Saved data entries
=-=-=-=-=
//! Power-state transitions.

use std::time::Duration;

use tracing::info;

use super::InstanceOrchestrator;
use crate::compute::{Cloud, ServerAction, ServerRecord};
use crate::error::{LifecycleError, Step};
use crate::instance::{DesiredPowerState, PowerState};

/// Action needed to move an instance towards a desired power state.
#[derive(Clone, Copy, Debug, Eq, PartialEq)]
pub enum PowerTransition {
    /// Power off.
    Stop,
    /// Power on.
    Start,
    /// Shelve and offload.
    Shelve,
    /// Restore from a shelved state.
    Unshelve,
}

impl PowerTransition {
    /// Picks the transition from `current` to `desired`, or `None` when the
    /// instance is already there.
    #[must_use]
    pub const fn plan(current: &PowerState, desired: DesiredPowerState) -> Option<Self> {
        if desired.matches(current) {
            return None;
        }
        Some(match desired {
            DesiredPowerState::ShelvedOffloaded => Self::Shelve,
            DesiredPowerState::Shutoff => Self::Stop,
            DesiredPowerState::Active if current.is_shelved() => Self::Unshelve,
            DesiredPowerState::Active => Self::Start,
        })
    }

    /// Returns the step reported on failure.
    #[must_use]
    pub const fn step(self) -> Step {
        match self {
            Self::Stop => Step::Stop,
            Self::Start => Step::Start,
            Self::Shelve => Step::Shelve,
            Self::Unshelve => Step::Unshelve,
        }
    }

    /// Statuses tolerated while the transition is in flight.
    #[must_use]
    pub const fn pending(self) -> &'static [&'static str] {
        match self {
            Self::Stop => &["ACTIVE"],
            Self::Start => &["SHUTOFF"],
            Self::Shelve => &["ACTIVE", "SHUTOFF", "SHELVED"],
            Self::Unshelve => &["SHELVED", "SHELVED_OFFLOADED"],
        }
    }

    /// Status that completes the transition.
    #[must_use]
    pub const fn target(self) -> &'static str {
        match self {
            Self::Stop => "SHUTOFF",
            Self::Start | Self::Unshelve => "ACTIVE",
            Self::Shelve => "SHELVED_OFFLOADED",
        }
    }

    fn action(self, availability_zone: Option<&str>) -> ServerAction {
        match self {
            Self::Stop => ServerAction::Stop,
            Self::Start => ServerAction::Start,
            Self::Shelve => ServerAction::Shelve,
            Self::Unshelve => ServerAction::Unshelve {
                availability_zone: availability_zone.map(str::to_owned),
            },
        }
    }
}

impl<C> InstanceOrchestrator<C>
where
    C: Cloud,
{
    /// Moves `server` to `desired`, waiting for the target status.
    ///
    /// Does nothing when the observed state already matches. Unshelving
    /// carries the instance's availability zone.
    ///
    /// # Errors
    ///
    /// Returns [`LifecycleError`] when the action is rejected or the wait
    /// fails. Submission failures are not retried here.
    pub async fn apply_power_state(
        &self,
        server: &ServerRecord,
        desired: DesiredPowerState,
        timeout: Duration,
    ) -> Result<(), LifecycleError> {
        let current = PowerState::from_status(&server.status);
        let Some(transition) = PowerTransition::plan(&current, desired) else {
            return Ok(());
        };
        self.run_transition(
            &server.id,
            transition,
            server.availability_zone.as_deref(),
            timeout,
        )
        .await
    }

    pub(super) async fn run_transition(
        &self,
        server_id: &str,
        transition: PowerTransition,
        availability_zone: Option<&str>,
        timeout: Duration,
    ) -> Result<(), LifecycleError> {
        let step = transition.step();
        info!(instance_id = server_id, %step, "changing power state");
        let action = transition.action(availability_zone);
        self.cloud
            .server_action(server_id, &action)
            .await
            .map_err(|err| LifecycleError::api(server_id, step, err))?;
        let change = self.state_change(transition.pending(), &[transition.target()], timeout);
        self.wait_for_server(server_id, step, change).await?;
        Ok(())
    }
}

#[cfg(test)]
mod tests {
    use rstest::rstest;

    use super::*;

    #[rstest]
    #[case::offload_from_active("ACTIVE", DesiredPowerState::ShelvedOffloaded, Some(PowerTransition::Shelve))]
    #[case::offload_from_shelved("SHELVED", DesiredPowerState::ShelvedOffloaded, Some(PowerTransition::Shelve))]
    #[case::stop_active("ACTIVE", DesiredPowerState::Shutoff, Some(PowerTransition::Stop))]
    #[case::stop_shelved("SHELVED_OFFLOADED", DesiredPowerState::Shutoff, Some(PowerTransition::Stop))]
    #[case::unshelve("SHELVED", DesiredPowerState::Active, Some(PowerTransition::Unshelve))]
    #[case::unshelve_offloaded("SHELVED_OFFLOADED", DesiredPowerState::Active, Some(PowerTransition::Unshelve))]
    #[case::start("SHUTOFF", DesiredPowerState::Active, Some(PowerTransition::Start))]
    #[case::start_from_error("ERROR", DesiredPowerState::Active, Some(PowerTransition::Start))]
    #[case::already_active("ACTIVE", DesiredPowerState::Active, None)]
    #[case::already_off("SHUTOFF", DesiredPowerState::Shutoff, None)]
    #[case::already_offloaded("SHELVED_OFFLOADED", DesiredPowerState::ShelvedOffloaded, None)]
    fn transition_table(
        #[case] status: &str,
        #[case] desired: DesiredPowerState,
        #[case] expected: Option<PowerTransition>,
    ) {
        assert_eq!(
            PowerTransition::plan(&PowerState::from_status(status), desired),
            expected
        );
    }

    #[test]
    fn unshelve_carries_zone() {
        assert_eq!(
            PowerTransition::Unshelve.action(Some("nova-2")),
            ServerAction::Unshelve {
                availability_zone: Some(String::from("nova-2")),
            }
        );
    }
}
=-=-=-=-=
*Problem statement*: Make a copy of each line in the records above that has the word "super".

*Answer to the problem*:
use super::InstanceOrchestrator;
    pub(super) async fn run_transition(
    use super::*;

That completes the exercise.